Schuylkill County, Pennsylvania Coroner’s Inquest Records, Volume 1 was published in late 2010. Phil was approached by Joanne Vaughn to see if they could strike a reciprocal agreement. She was willing to photocopy the material if Phil would agree to put it in book form. Noticing the poor condition of the records, he wanted to help preserve them so the answer was yes. Colleen, in the County Courthouse Archives, was happy about this arrangement also because it simplified her research.

Phil said the hardest part of producing the book was the sadness he felt in finding a significant number of unknown infants in the records. There were also many unknown men and women which was understandable because in those days men and women used to jump the box cars to travel and often missed their target and were run over by trains.

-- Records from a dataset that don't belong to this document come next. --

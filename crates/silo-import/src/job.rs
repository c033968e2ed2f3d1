//! Batch ingestion job launcher gateway.
//!
//! The controller launches one templated batch job per import. Two launch
//! styles exist: classic pre-built templates, and flex (containerized)
//! templates described by a `.json` container spec; the template reference's
//! suffix selects between them.

use std::collections::BTreeMap;
use std::sync::atomic::{AtomicBool, Ordering};
use std::sync::Mutex;

use async_trait::async_trait;

use crate::error::{Error, Result};

/// Region batch jobs run in.
pub const REGION: &str = "us-central1";
/// Pattern matching the data files of one table under the data path.
pub const DATA_FILE_PATTERN: &str = "cache.csv*";

/// How a job template is launched.
#[derive(Debug, Clone, Copy, PartialEq, Eq)]
pub enum LaunchMode {
    /// Pre-built template.
    Classic,
    /// Containerized template described by a `.json` spec.
    Flex,
}

/// A reference to a batch job template.
#[derive(Debug, Clone, PartialEq, Eq)]
pub struct TemplateRef(String);

impl TemplateRef {
    /// Wraps a template reference string.
    #[must_use]
    pub fn new(template: impl Into<String>) -> Self {
        Self(template.into())
    }

    /// The raw template path.
    #[must_use]
    pub fn path(&self) -> &str {
        &self.0
    }

    /// Selects the launch style from the template suffix.
    #[must_use]
    pub fn mode(&self) -> LaunchMode {
        if self.0.ends_with(".json") {
            LaunchMode::Flex
        } else {
            LaunchMode::Classic
        }
    }
}

/// Everything needed to launch one bulk-load job.
#[derive(Debug, Clone, PartialEq, Eq)]
pub struct LaunchRequest {
    /// Project the job runs in.
    pub project_id: String,
    /// Job name; the table id doubles as the name.
    pub job_name: String,
    /// Template to launch.
    pub template: TemplateRef,
    /// Pattern of the input data files (`gs://…/cache.csv*`).
    pub input_file: String,
    /// Marker object the job writes when it finishes.
    pub completion_file: String,
    /// Destination instance.
    pub instance: String,
    /// Destination table.
    pub table_id: String,
}

impl LaunchRequest {
    /// The template parameter map passed to the launch API.
    #[must_use]
    pub fn parameters(&self) -> BTreeMap<String, String> {
        BTreeMap::from([
            ("inputFile".to_string(), self.input_file.clone()),
            ("completionFile".to_string(), self.completion_file.clone()),
            ("instance".to_string(), self.instance.clone()),
            ("table".to_string(), self.table_id.clone()),
            ("project".to_string(), self.project_id.clone()),
            ("region".to_string(), REGION.to_string()),
        ])
    }
}

/// Batch job launcher gateway.
#[async_trait]
pub trait JobLauncher: Send + Sync + 'static {
    /// Launches one job from a template.
    async fn launch(&self, request: LaunchRequest) -> Result<()>;
}

/// In-memory launcher for testing. Records launch requests in order.
#[derive(Debug, Default)]
pub struct MemoryJobLauncher {
    launches: Mutex<Vec<LaunchRequest>>,
    fail: AtomicBool,
}

impl MemoryJobLauncher {
    /// Creates a new fake launcher.
    #[must_use]
    pub fn new() -> Self {
        Self::default()
    }

    /// Makes subsequent launches fail.
    pub fn fail_launches(&self) {
        self.fail.store(true, Ordering::SeqCst);
    }

    /// Returns the recorded launch requests, in call order.
    pub fn launches(&self) -> Vec<LaunchRequest> {
        self.launches
            .lock()
            .map(|launches| launches.clone())
            .unwrap_or_default()
    }
}

#[async_trait]
impl JobLauncher for MemoryJobLauncher {
    async fn launch(&self, request: LaunchRequest) -> Result<()> {
        if self.fail.load(Ordering::SeqCst) {
            return Err(Error::launch(format!(
                "injected launch failure for {}",
                request.job_name
            )));
        }
        self.launches
            .lock()
            .map_err(|_| Error::launch("launch log lock poisoned"))?
            .push(request);
        Ok(())
    }
}
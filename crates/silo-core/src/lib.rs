//! # silo-core
//!
//! Core abstractions for the Silo bulk import automation:
//!
//! - **Error Types**: shared error definitions and result alias
//! - **Configuration**: the explicit settings struct built once at startup
//! - **Object Store**: the storage gateway trait and an in-memory test backend
//! - **Paths**: typed bucket/object paths and downstream path rewriting
//! - **Observability**: structured logging setup and span helpers
//!
//! The import state machine, layout resolver, and manifest builder live in
//! `silo-import`; this crate holds only the primitives they share.

#![forbid(unsafe_code)]
#![deny(missing_docs)]
#![deny(rust_2018_idioms)]
#![warn(clippy::pedantic)]

pub mod config;
pub mod error;
pub mod observability;
pub mod paths;
pub mod storage;

pub use config::Config;
pub use error::{Error, Result};
pub use observability::{init_logging, LogFormat};
pub use paths::{join_url, mounted_path, StorePath};
pub use storage::{MemoryStore, ObjectStore};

Life was harsh in the coal regions during the 19th and 20th Century. Safety was nonexistent, because it cost the mine owners money to provide a safe workplace for their employees. Shoddy workmanship, on the timbers; old or unsafe explosives, usually resulting in a premature explosion are just a few of the horrors. This book is a record of coroner’s inquests into deaths from 1811 to 1909 and includes well over 11,000 entries including many immigrants (primarily Irish and later into the 1800’s, an influx of Eastern European (Poland, Czech, Lithuanians, etc.) as well as Italians.